• _ACTIVITY_: Anywhere the string "ordered" shows up in the listing below, copy the line it is in.

##############################

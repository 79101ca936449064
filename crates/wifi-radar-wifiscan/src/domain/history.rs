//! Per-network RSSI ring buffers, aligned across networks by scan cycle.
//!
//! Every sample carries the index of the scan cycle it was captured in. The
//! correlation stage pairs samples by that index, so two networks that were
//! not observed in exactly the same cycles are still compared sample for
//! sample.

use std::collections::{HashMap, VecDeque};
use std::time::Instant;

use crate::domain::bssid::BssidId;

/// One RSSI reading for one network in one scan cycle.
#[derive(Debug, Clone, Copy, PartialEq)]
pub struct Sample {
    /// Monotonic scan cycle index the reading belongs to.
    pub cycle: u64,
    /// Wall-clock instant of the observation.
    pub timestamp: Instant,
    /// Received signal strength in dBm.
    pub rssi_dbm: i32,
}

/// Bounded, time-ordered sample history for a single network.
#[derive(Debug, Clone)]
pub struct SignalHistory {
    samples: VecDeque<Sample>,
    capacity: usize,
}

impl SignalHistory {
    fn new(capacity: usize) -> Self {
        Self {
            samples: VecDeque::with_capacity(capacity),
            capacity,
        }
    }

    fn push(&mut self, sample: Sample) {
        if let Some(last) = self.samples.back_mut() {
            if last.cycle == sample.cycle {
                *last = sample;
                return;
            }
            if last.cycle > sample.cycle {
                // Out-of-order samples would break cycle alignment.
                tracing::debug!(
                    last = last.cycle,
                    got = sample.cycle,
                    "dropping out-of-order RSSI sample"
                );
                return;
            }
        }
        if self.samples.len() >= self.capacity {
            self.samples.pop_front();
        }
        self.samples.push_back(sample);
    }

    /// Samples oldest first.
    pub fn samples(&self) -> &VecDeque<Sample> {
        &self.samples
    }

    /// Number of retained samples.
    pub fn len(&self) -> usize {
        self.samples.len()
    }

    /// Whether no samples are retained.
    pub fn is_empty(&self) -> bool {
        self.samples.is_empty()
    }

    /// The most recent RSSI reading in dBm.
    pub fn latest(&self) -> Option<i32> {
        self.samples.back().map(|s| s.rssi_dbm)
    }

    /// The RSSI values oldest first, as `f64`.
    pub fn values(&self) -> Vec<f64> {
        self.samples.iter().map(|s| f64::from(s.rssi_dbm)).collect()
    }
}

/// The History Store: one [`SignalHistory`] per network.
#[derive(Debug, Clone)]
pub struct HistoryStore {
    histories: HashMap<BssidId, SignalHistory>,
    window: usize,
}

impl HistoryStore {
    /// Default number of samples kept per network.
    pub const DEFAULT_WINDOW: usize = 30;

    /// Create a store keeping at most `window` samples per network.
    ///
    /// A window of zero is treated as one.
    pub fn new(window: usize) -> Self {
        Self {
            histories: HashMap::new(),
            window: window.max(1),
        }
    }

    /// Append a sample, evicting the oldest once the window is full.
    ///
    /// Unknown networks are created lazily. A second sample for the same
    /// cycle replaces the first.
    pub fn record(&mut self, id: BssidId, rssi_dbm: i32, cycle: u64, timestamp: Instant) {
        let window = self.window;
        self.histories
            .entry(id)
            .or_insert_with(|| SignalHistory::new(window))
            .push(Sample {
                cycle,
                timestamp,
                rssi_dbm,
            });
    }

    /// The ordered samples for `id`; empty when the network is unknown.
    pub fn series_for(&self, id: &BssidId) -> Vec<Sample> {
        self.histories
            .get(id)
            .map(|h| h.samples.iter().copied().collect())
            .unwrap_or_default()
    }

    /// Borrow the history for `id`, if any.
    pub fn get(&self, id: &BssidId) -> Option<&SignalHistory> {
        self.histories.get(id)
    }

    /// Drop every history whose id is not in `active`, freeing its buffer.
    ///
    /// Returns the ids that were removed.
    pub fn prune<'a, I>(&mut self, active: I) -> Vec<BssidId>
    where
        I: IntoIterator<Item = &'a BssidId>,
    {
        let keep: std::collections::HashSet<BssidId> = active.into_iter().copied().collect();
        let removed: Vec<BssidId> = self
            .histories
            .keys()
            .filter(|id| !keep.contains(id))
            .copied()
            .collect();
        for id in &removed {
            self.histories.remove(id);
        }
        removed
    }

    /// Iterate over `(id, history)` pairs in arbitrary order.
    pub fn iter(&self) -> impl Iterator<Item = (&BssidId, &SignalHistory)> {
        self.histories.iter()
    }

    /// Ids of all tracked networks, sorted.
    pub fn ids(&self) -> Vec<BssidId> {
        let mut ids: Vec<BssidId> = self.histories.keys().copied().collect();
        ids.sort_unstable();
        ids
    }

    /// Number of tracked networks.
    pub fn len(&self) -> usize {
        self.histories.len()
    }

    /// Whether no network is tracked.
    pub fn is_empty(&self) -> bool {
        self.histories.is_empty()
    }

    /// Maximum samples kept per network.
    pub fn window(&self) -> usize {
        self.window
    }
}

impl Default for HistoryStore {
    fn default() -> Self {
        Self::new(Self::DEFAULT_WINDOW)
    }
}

##############################

• _FINISHED EXERCISE_:
/// Bounded, time-ordered sample history for a single network.
    /// The ordered samples for `id`; empty when the network is unknown.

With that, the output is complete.